- **Data for this exercise**:
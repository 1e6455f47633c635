use std::path::Path;

use crate::accessor::{ValueAccessor, ValueMutator};
use crate::chain::ChainError;
use crate::error::ExecutionError;
use crate::methods::Method;
use crate::state::RunState;
use crate::writers::WriterError;

/// `target = value`
#[derive(Debug, Clone)]
pub struct Assignment {
    pub target: ValueMutator,
    pub value: ValueAccessor,
}

impl Assignment {
    pub(crate) fn execute(&self, state: &mut RunState) -> Result<(), ExecutionError> {
        let value = self.value.get_value(state)?;
        self.target.set_value(state, value);
        Ok(())
    }
}

/// Calls a built-in, optionally storing the result.
#[derive(Debug, Clone)]
pub struct MethodCall {
    pub method: Method,
    pub args: Vec<ValueAccessor>,
    pub target: Option<ValueMutator>,
}

impl MethodCall {
    pub(crate) fn execute(&self, state: &mut RunState) -> Result<(), ExecutionError> {
        let args = self
            .args
            .iter()
            .map(|arg| arg.get_value(state))
            .collect::<Result<Vec<_>, _>>()?;
        let result = self.method.invoke(&args)?;
        if let Some(target) = &self.target {
            target.set_value(state, result);
        }
        Ok(())
    }
}

pub(super) async fn set_output_folder(state: &mut RunState, folder: &Path) -> Result<(), ExecutionError> {
    tokio::fs::create_dir_all(folder)
        .await
        .map_err(WriterError::from)?;
    state.writers_mut().set_output_folder(folder);
    Ok(())
}

/// Replace the run's chain source. Without a connector an already attached
/// source is kept.
pub(super) async fn connect(state: &mut RunState, url: &str) -> Result<(), ExecutionError> {
    match state.connector() {
        Some(connector) => {
            let chain = connector.connect(url).await?;
            tracing::info!(url = %url, "Connected to chain");
            state.set_chain(chain);
            Ok(())
        }
        None if state.chain().is_ok() => {
            tracing::debug!(url = %url, "No connector configured, keeping attached chain source");
            Ok(())
        }
        None => Err(ChainError::NotConnected.into()),
    }
}
//! The executable program tree and its interpreter.
//!
//! Instructions are built once by the [`SpecificationComposer`] and never
//! mutated afterwards; all state lives in [`RunState`]. Scoped filters own
//! their body and run it once per matching element.
//!
//! [`SpecificationComposer`]: crate::composer::SpecificationComposer

mod emission;
mod filters;
mod statements;

pub use emission::{Emission, XesParameter};
pub use filters::{BlockFilter, GenericFilter, LogEntryFilter, SmartContractFilter, TransactionFilter};
pub use statements::{Assignment, MethodCall};

use std::path::PathBuf;

use futures::future::{BoxFuture, FutureExt};

use crate::error::ExecutionError;
use crate::state::RunState;

#[derive(Debug, Clone)]
pub enum Instruction {
    /// Runs its children in order.
    Sequence(Vec<Instruction>),
    BlockFilter(BlockFilter),
    TransactionFilter(TransactionFilter),
    LogEntryFilter(LogEntryFilter),
    SmartContractFilter(SmartContractFilter),
    GenericFilter(GenericFilter),
    Assignment(Assignment),
    MethodCall(MethodCall),
    Emit(Emission),
    /// Point every file writer at a folder.
    SetOutputFolder(PathBuf),
    /// Open a chain data source through the run's connector.
    Connect(String),
}

impl Instruction {
    pub fn execute<'a>(&'a self, state: &'a mut RunState) -> BoxFuture<'a, Result<(), ExecutionError>> {
        async move {
            match self {
                Self::Sequence(body) => execute_all(body, state).await,
                Self::BlockFilter(filter) => filter.execute(state).await,
                Self::TransactionFilter(filter) => filter.execute(state).await,
                Self::LogEntryFilter(filter) => filter.execute(state).await,
                Self::SmartContractFilter(filter) => filter.execute(state).await,
                Self::GenericFilter(filter) => filter.execute(state).await,
                Self::Assignment(assignment) => assignment.execute(state),
                Self::MethodCall(call) => call.execute(state),
                Self::Emit(emission) => emission.execute(state),
                Self::SetOutputFolder(folder) => statements::set_output_folder(state, folder).await,
                Self::Connect(url) => statements::connect(state, url).await,
            }
        }
        .boxed()
    }

    /// Short label used in log output.
    pub fn kind(&self) -> &'static str {
        match self {
            Self::Sequence(_) => "sequence",
            Self::BlockFilter(_) => "block filter",
            Self::TransactionFilter(_) => "transaction filter",
            Self::LogEntryFilter(_) => "log entry filter",
            Self::SmartContractFilter(_) => "smart contract filter",
            Self::GenericFilter(_) => "generic filter",
            Self::Assignment(_) => "assignment",
            Self::MethodCall(_) => "method call",
            Self::Emit(_) => "emission",
            Self::SetOutputFolder(_) => "output folder",
            Self::Connect(_) => "connection",
        }
    }
}

/// Run `body` in order, stopping at the first failure.
pub(crate) async fn execute_all(body: &[Instruction], state: &mut RunState) -> Result<(), ExecutionError> {
    for instruction in body {
        instruction.execute(state).await?;
    }
    Ok(())
}

/// A compiled query.
#[derive(Debug, Clone)]
pub struct Program {
    instructions: Vec<Instruction>,
}

impl Program {
    pub(crate) fn new(instructions: Vec<Instruction>) -> Self {
        Self { instructions }
    }

    pub fn instructions(&self) -> &[Instruction] {
        &self.instructions
    }

    /// Execute against `state`, then close all writers.
    ///
    /// A failing top-level instruction is reported and skipped. Fatal
    /// failures stop the run; rows of blocks that already completed are
    /// still flushed.
    pub async fn execute(&self, state: &mut RunState) -> Result<(), ExecutionError> {
        tracing::info!(instructions = self.instructions.len(), "Program started");
        for instruction in &self.instructions {
            if let Err(err) = instruction.execute(state).await {
                if let Err(fatal) = state.handle_error(instruction.kind(), err) {
                    state.writers_mut().discard_block();
                    if let Err(e) = state.writers_mut().end_program().await {
                        tracing::error!(error = %e, "Failed to close writers");
                    }
                    return Err(fatal);
                }
            }
        }
        state.writers_mut().end_program().await?;
        tracing::info!(errors = state.errors().reported(), "Program finished");
        Ok(())
    }
}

- **Activity**:
The records above are to be copied out exactly, line for line.

- **Written solution**:
repository 1e6455f47633c635
use std::path::Path;

use crate::accessor::{ValueAccessor, ValueMutator};
use crate::chain::ChainError;
use crate::error::ExecutionError;
use crate::methods::Method;
use crate::state::RunState;
use crate::writers::WriterError;

/// `target = value`
#[derive(Debug, Clone)]
pub struct Assignment {
    pub target: ValueMutator,
    pub value: ValueAccessor,
}

impl Assignment {
    pub(crate) fn execute(&self, state: &mut RunState) -> Result<(), ExecutionError> {
        let value = self.value.get_value(state)?;
        self.target.set_value(state, value);
        Ok(())
    }
}

/// Calls a built-in, optionally storing the result.
#[derive(Debug, Clone)]
pub struct MethodCall {
    pub method: Method,
    pub args: Vec<ValueAccessor>,
    pub target: Option<ValueMutator>,
}

impl MethodCall {
    pub(crate) fn execute(&self, state: &mut RunState) -> Result<(), ExecutionError> {
        let args = self
            .args
            .iter()
            .map(|arg| arg.get_value(state))
            .collect::<Result<Vec<_>, _>>()?;
        let result = self.method.invoke(&args)?;
        if let Some(target) = &self.target {
            target.set_value(state, result);
        }
        Ok(())
    }
}

pub(super) async fn set_output_folder(state: &mut RunState, folder: &Path) -> Result<(), ExecutionError> {
    tokio::fs::create_dir_all(folder)
        .await
        .map_err(WriterError::from)?;
    state.writers_mut().set_output_folder(folder);
    Ok(())
}

/// Replace the run's chain source. Without a connector an already attached
/// source is kept.
pub(super) async fn connect(state: &mut RunState, url: &str) -> Result<(), ExecutionError> {
    match state.connector() {
        Some(connector) => {
            let chain = connector.connect(url).await?;
            tracing::info!(url = %url, "Connected to chain");
            state.set_chain(chain);
            Ok(())
        }
        None if state.chain().is_ok() => {
            tracing::debug!(url = %url, "No connector configured, keeping attached chain source");
            Ok(())
        }
        None => Err(ChainError::NotConnected.into()),
    }
}
//! The executable program tree and its interpreter.
//!
//! Instructions are built once by the [`SpecificationComposer`] and never
//! mutated afterwards; all state lives in [`RunState`]. Scoped filters own
//! their body and run it once per matching element.
//!
//! [`SpecificationComposer`]: crate::composer::SpecificationComposer

mod emission;
mod filters;
mod statements;

pub use emission::{Emission, XesParameter};
pub use filters::{BlockFilter, GenericFilter, LogEntryFilter, SmartContractFilter, TransactionFilter};
pub use statements::{Assignment, MethodCall};

use std::path::PathBuf;

use futures::future::{BoxFuture, FutureExt};

use crate::error::ExecutionError;
use crate::state::RunState;

#[derive(Debug, Clone)]
pub enum Instruction {
    /// Runs its children in order.
    Sequence(Vec<Instruction>),
    BlockFilter(BlockFilter),
    TransactionFilter(TransactionFilter),
    LogEntryFilter(LogEntryFilter),
    SmartContractFilter(SmartContractFilter),
    GenericFilter(GenericFilter),
    Assignment(Assignment),
    MethodCall(MethodCall),
    Emit(Emission),
    /// Point every file writer at a folder.
    SetOutputFolder(PathBuf),
    /// Open a chain data source through the run's connector.
    Connect(String),
}

impl Instruction {
    pub fn execute<'a>(&'a self, state: &'a mut RunState) -> BoxFuture<'a, Result<(), ExecutionError>> {
        async move {
            match self {
                Self::Sequence(body) => execute_all(body, state).await,
                Self::BlockFilter(filter) => filter.execute(state).await,
                Self::TransactionFilter(filter) => filter.execute(state).await,
                Self::LogEntryFilter(filter) => filter.execute(state).await,
                Self::SmartContractFilter(filter) => filter.execute(state).await,
                Self::GenericFilter(filter) => filter.execute(state).await,
                Self::Assignment(assignment) => assignment.execute(state),
                Self::MethodCall(call) => call.execute(state),
                Self::Emit(emission) => emission.execute(state),
                Self::SetOutputFolder(folder) => statements::set_output_folder(state, folder).await,
                Self::Connect(url) => statements::connect(state, url).await,
            }
        }
        .boxed()
    }

    /// Short label used in log output.
    pub fn kind(&self) -> &'static str {
        match self {
            Self::Sequence(_) => "sequence",
            Self::BlockFilter(_) => "block filter",
            Self::TransactionFilter(_) => "transaction filter",
            Self::LogEntryFilter(_) => "log entry filter",
            Self::SmartContractFilter(_) => "smart contract filter",
            Self::GenericFilter(_) => "generic filter",
            Self::Assignment(_) => "assignment",
            Self::MethodCall(_) => "method call",
            Self::Emit(_) => "emission",
            Self::SetOutputFolder(_) => "output folder",
            Self::Connect(_) => "connection",
        }
    }
}

/// Run `body` in order, stopping at the first failure.
pub(crate) async fn execute_all(body: &[Instruction], state: &mut RunState) -> Result<(), ExecutionError> {
    for instruction in body {
        instruction.execute(state).await?;
    }
    Ok(())
}

/// A compiled query.
#[derive(Debug, Clone)]
pub struct Program {
    instructions: Vec<Instruction>,
}

impl Program {
    pub(crate) fn new(instructions: Vec<Instruction>) -> Self {
        Self { instructions }
    }

    pub fn instructions(&self) -> &[Instruction] {
        &self.instructions
    }

    /// Execute against `state`, then close all writers.
    ///
    /// A failing top-level instruction is reported and skipped. Fatal
    /// failures stop the run; rows of blocks that already completed are
    /// still flushed.
    pub async fn execute(&self, state: &mut RunState) -> Result<(), ExecutionError> {
        tracing::info!(instructions = self.instructions.len(), "Program started");
        for instruction in &self.instructions {
            if let Err(err) = instruction.execute(state).await {
                if let Err(fatal) = state.handle_error(instruction.kind(), err) {
                    state.writers_mut().discard_block();
                    if let Err(e) = state.writers_mut().end_program().await {
                        tracing::error!(error = %e, "Failed to close writers");
                    }
                    return Err(fatal);
                }
            }
        }
        state.writers_mut().end_program().await?;
        tracing::info!(errors = state.errors().reported(), "Program finished");
        Ok(())
    }
}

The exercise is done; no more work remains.